Однажды, спустя некоторое время после завершения «Оператора», Талберг спросил меня: «А как насчёт истории, которую ты хотел сделать с Мэри Дресслер?».
Но тогда в награду за великолепную работу в «Анне Кристи» Мэри возвели в ранг звезды, а в те времена никто не снимал двух звёзд в комедиях, подобных моим. Так что я был вынужден ответить: «Теперь уже слишком поздно для той истории». И Талберг согласился, что никто, кроме Мэри, не подходил на роль.
Я не мог понять, почему, после того как я доказал свою точку зрения, заправилы «Метро-Голдвин-Майер» не позволяли мне иметь собственную бригаду. Я умолял: «Дайте мне Эдди Сэджвика режиссёром, двух или трёх сценаристов, собственного реквизитора, осветителя, костюмершу и пару техников, и я гарантирую вам фильмы такие же хорошие или даже лучше “Оператора”».
Обсуждая это, я вдавался в мельчайшие подробности, особенно со спокойным, не повышающим тона блестящим Талбергом. Я пытался показать ему, насколько эффективнее смогу работать с собственной бригадой.
— Моему реквизитору, — говорил я, — не понадобится много инструкций, раз он знает, как я работаю.
Он может пойти и купить всё, что мне нужно, без моих указаний. Мой оператор не остановит камеру, даже если режиссёр скажет «Стоп!». Зная, как я работаю, он продолжит снимать, потому что видел, как я падаю или делаю что-нибудь ещё под влиянием минуты, экспромтом. Например, багаж может упасть с полки и дать мне новую идею. Если каждый знает свою работу, будет спасено много времени и денег. К началу нового фильма съёмочная группа всё приготовит заранее.
В кино большинство по-настоящему тяжёлых забот начинается, когда вы уже в деле, и проволочка из-за болезни, плохой погоды или поломки оборудования может стоить целого состояния. Таким образом, чем быстрее ваша картина будет закончена и уложена в коробку, тем меньше риска.
Другая понятная трудность в работе с разными людьми в каждом фильме та, что зачастую все они ведут себя как примадонны. В отличие от людей из моей собственной бригады им не слишком выгодно доставлять удовольствие мне. Они больше заинтересованы в достижении выдающихся результатов по своей специальности, вместо того чтобы полностью скооперироваться и разработать историю быстрейшим и наилучшим способом. Не состоя в бригаде, они часто забывали, что их следующее задание зависит от того, насколько будет выделяться их работа, вместо полного подчинения качеству фильма как единого целого. По системе «Метро-Голдвин-Майер» каждый профессионал был больше подвластен главе своего департамента, чем мне.
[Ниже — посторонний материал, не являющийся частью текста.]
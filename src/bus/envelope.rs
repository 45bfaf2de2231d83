//! Envelope, channel and payload shapes recorded on the event bus
//! timeline. Payload variants mirror the stable wire shapes a UI
//! transport observes, following the same `AgentEvent` conventions
//! used throughout the agent and workflow layers.

use serde::{Deserialize, Serialize};
use serde_json::Value;
use uuid::Uuid;

/// Logical category a subscriber filters on.
#[derive(Clone, Copy, Debug, PartialEq, Eq, Hash, Serialize, Deserialize)]
pub enum Channel {
    Progress,
    Control,
    Monitor,
}

/// A caller's identity when a tool-use block originates from a sub-agent
/// rather than the root model.
#[derive(Clone, Debug, Serialize, Deserialize)]
pub struct ToolCaller {
    #[serde(rename = "type")]
    pub kind: String,
    pub tool_id: Option<String>,
}

/// Stable event payload shapes observed by transports/UI.
#[derive(Clone, Debug, Serialize, Deserialize)]
#[serde(tag = "kind")]
pub enum EventPayload {
    ProgressTextChunk { step: u64, delta: String },
    ProgressDone,
    ProgressUiSurfaceUpdate {
        surface_id: String,
        components: Vec<Value>,
        root: Option<String>,
        styles: Option<Value>,
    },
    ControlUiAction {
        surface_id: String,
        component_id: String,
        action: String,
        payload: Option<Value>,
    },
    ToolUse {
        id: String,
        name: String,
        input: Value,
        caller: Option<ToolCaller>,
    },
    ToolResult {
        id: String,
        output: Option<Value>,
        error: Option<String>,
    },
    /// Workflow/agent lifecycle and arbitrary monitor-channel events that
    /// do not need a dedicated variant; `kind` inside the value still
    /// identifies the concrete shape for observers.
    Custom(Value),
}

/// A bookmark into the timeline: the envelope id plus the wall-clock time
/// it was recorded, usable to resume a subscription after a reconnect.
#[derive(Clone, Copy, Debug, PartialEq, Eq, Serialize, Deserialize)]
pub struct Bookmark {
    pub id: Uuid,
    pub timestamp_secs: u64,
}

/// One cursor-stamped, immutable record on the bus timeline.
#[derive(Clone, Debug, Serialize, Deserialize)]
pub struct Envelope {
    pub cursor: u64,
    pub bookmark: Bookmark,
    pub channel: Channel,
    pub event: EventPayload,
}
Если бы они были частью моей съёмочной группы, я бы смог контролировать их так, чтобы они работали как команда, заинтересованная в качестве самой продукции. Например, если угол недостаточно освещён, мы бы не беспокоились настолько, чтобы останавливать камеру, приносить дополнительное оборудование и переснимать сцену. Но осветителю, который боится критики шефа, всё равно, сколько продержать нас в бездействии, пока он не установит своё оборудование именно так, как надо.
Ведь на самом деле, ни одна картина никогда не становилась успешной из-за превосходного освещения, чудесных декораций или исключительной операторской работы. Сюжет всегда имел главное значение, а звезда была следующей по важности.
Талберг, Маннике и Луис Б. Майер должны были всё понимать, но они так и не позволили мне получить собственную бригаду. Я знаю, что это уменьшило бы их власть и влияние, но совсем немного. Полагаю, настоящая причина заключалась в том, что они боялись уступить мне, так как рано или поздно каждая звезда на студии потребовала бы собственную съёмочную группу.
Если я не был счастлив на «Метро-Голдвин-Майер», то мой 170-фунтовый сенбернар Элмер был. Каждый рабочий день я брал его с собой на студию, и он проводил время, греясь на солнце на крыльце моего бунгало. Элмер всегда был там вместе со мной, поэтому мы прозвали бунгало «конурой Китона».
Элмер обладал незаурядным собачьим интеллектом. Это признавал даже наш ветеринар, а все любители собак знают, что искренняя похвала ветеринара — особенная похвала для любой собаки.
Однажды ранним утром ветеринар позвонил мне домой.
— Элмер вернулся? — спросил он.
Я выглянул в окно во двор и сказал ему, что Элмер здесь и всё в порядке.